A central aspect of construction is its phased reading, which best fits the context of limited resources. Consequently, more than a composition of isolated elements, the project came to be conceived as a system that, in its different phases, follows a pavilion-like logic composed of niches that adjust and adapt to the specific needs of each moment and program. The first stage of the project, initiated in 2020 and inaugurated in 2021, consisted only of an initial pavilion for exhibitions and dissemination of the institution’s projects. The growing interest in the NGO and the use of the space by an increasingly large and diverse public gave rise to new demands and improvements to enhance the enjoyment of the place. Therefore, a growth plan for the complex was conceived, with the proposal of an annex to the original building. The new block, positioned after the visitor center, echoes the preexisting block, with a similar roof structure and wall materiality.
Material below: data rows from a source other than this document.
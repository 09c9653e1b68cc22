//! Prometheus exporter

use metrics::Unit;
use metrics_exporter_prometheus::PrometheusBuilder;
use std::net::SocketAddr;

use crate::ServerError;

/// Install the Prometheus recorder and its scrape listener.
///
/// Must be called from within a tokio runtime.
pub fn init_metrics(addr: &str) -> Result<(), ServerError> {
    let addr: SocketAddr = addr
        .parse()
        .map_err(|e| ServerError::Metrics(format!("invalid listen address '{}': {}", addr, e)))?;

    PrometheusBuilder::new()
        .with_http_listener(addr)
        .install()
        .map_err(|e| ServerError::Metrics(e.to_string()))?;

    metrics::describe_histogram!(
        "lead_intel_inference_latency_ms",
        Unit::Milliseconds,
        "End-to-end latency of one scoring request"
    );
    metrics::describe_counter!("lead_intel_requests_total", "Scoring requests served, by model");
    metrics::describe_counter!("lead_intel_cache_hits_total", "Requests answered from the result cache");
    metrics::describe_counter!("lead_intel_errors_total", "Degraded or failed stages, by stage");

    tracing::info!(%addr, "Prometheus metrics listening");
    Ok(())
}

#[cfg(test)]
mod tests {
    use super::*;

    #[test]
    fn test_invalid_address_rejected() {
        assert!(matches!(init_metrics("not-an-address"), Err(ServerError::Metrics(_))));
    }
}
#[cfg(test)]
mod tests {
    use super::*;

    #[test]
    fn test_linear_decay() {
        assert_eq!(linear_decay(0.5, 1.0, 48.0), 1.0);
        assert_eq!(linear_decay(1.0, 1.0, 48.0), 1.0);
        assert_eq!(linear_decay(48.0, 1.0, 48.0), 0.0);
        assert_eq!(linear_decay(100.0, 1.0, 48.0), 0.0);
        assert!((linear_decay(24.5, 1.0, 48.0) - 0.5).abs() < 1e-9);
        assert_eq!(linear_decay(5.0, 10.0, 10.0), 1.0);
        assert_eq!(linear_decay(12.0, 10.0, 10.0), 0.0);
        assert_eq!(linear_decay(f64::NAN, 1.0, 48.0), 0.0);
    }

    #[test]
    fn test_signal_indices_are_dense() {
        for (i, name) in SignalName::ALL.iter().enumerate() {
            assert_eq!(name.index(), i);
        }
        for (i, s) in SegmentSignal::ALL.iter().enumerate() {
            assert_eq!(s.index(), i);
        }
    }

    #[test]
    fn test_every_category_has_signals() {
        for category in SignalCategory::ALL {
            assert!(category.signals().count() > 0, "{} is empty", category);
        }
    }

    #[test]
    fn test_set_clamps() {
        let mut v = SignalVector::zeros();
        v.set(SignalName::PageViews, 3.0);
        v.set(SignalName::BudgetMatch, -1.0);
        v.set(SignalName::CashBuyer, f64::NAN);
        assert_eq!(v.get(SignalName::PageViews), 1.0);
        assert_eq!(v.get(SignalName::BudgetMatch), 0.0);
        assert_eq!(v.get(SignalName::CashBuyer), 0.0);
    }

    #[test]
    fn test_fallback_in_range() {
        let v = SignalVector::fallback();
        assert!(v.iter().all(|(_, x)| (0.0..=1.0).contains(&x)));
        assert_eq!(v.get(SignalName::SourceQuality), 0.4);
    }

    #[test]
    fn test_serde_as_map() {
        let v = SignalVector::neutral().with(SignalName::CashBuyer, 1.0);
        let json = serde_json::to_value(&v).unwrap();
        assert_eq!(json["cash_buyer"], 1.0);
        let back: SignalVector = serde_json::from_value(json).unwrap();
        assert_eq!(back, v);

        let bad = serde_json::json!({"not_a_signal": 1.0});
        assert!(serde_json::from_value::<SignalVector>(bad).is_err());
    }

    #[test]
    fn test_feature_parse() {
        assert_eq!(
            "engagement".parse::<Feature>().unwrap(),
            Feature::Base(SignalName::EngagementScore)
        );
        assert_eq!(
            "va_loan_eligibility".parse::<Feature>().unwrap(),
            Feature::Segment(SegmentSignal::VaLoanEligibility)
        );
        assert!("unknown".parse::<Feature>().is_err());
    }
}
It is, however, more open and features a more robust structure, due to its larger spans. One notable aspect is the opening in the front wall of this block, framing the view of the original building and the surrounding green areas.

Time | Light

Austerity and precision became fundamental and enabling aspects of the project, as they helped to address the challenges of construction monitoring and resource limitations. Thus, we made use of light as a compositional element, allowing different perceptions of the built volumes throughout the day. Whether through the inversion between white and light volumes that conceal small openings during the day but vanish at night, giving way to beams of artificial light, or through the strategic placement of openings such as the square void in the second building, which allows filtered and focused light to mark the passage of the day inside the space, or even through the white gables that serve as a screen for the irregular shadows of the surrounding vegetation — in all these ways, time is inscribed in the project through light, a resource so abundant in Ceará. And with no additional cost to the construction.

Time | Uses

Finally, to consider time in architecture is to consider its dimension of use and appropriation. The spaces created are therefore imbued with amplitude and indeterminacy, allowing for the most diverse activities to occur. In the first block, the building was composed of a sequence of niches designed to host exhibitions, still to be developed by Aquasis’ own team. The internal space thus responded more to the uncertainties of the process than to a detailed program, seeking spatial qualities beyond the strictly programmatic. In the second block, the exploration of an indeterminate empty environment was further amplified, with the creation of a large open space to allow for the gathering of larger groups. Observing how these spaces are appropriated and learning from them gives the project a sense of incompleteness, not finalized with the delivery of the building, but continuing to exist and resist, enhancing its uses and appropriations — even the most unforeseen and unlikely ones.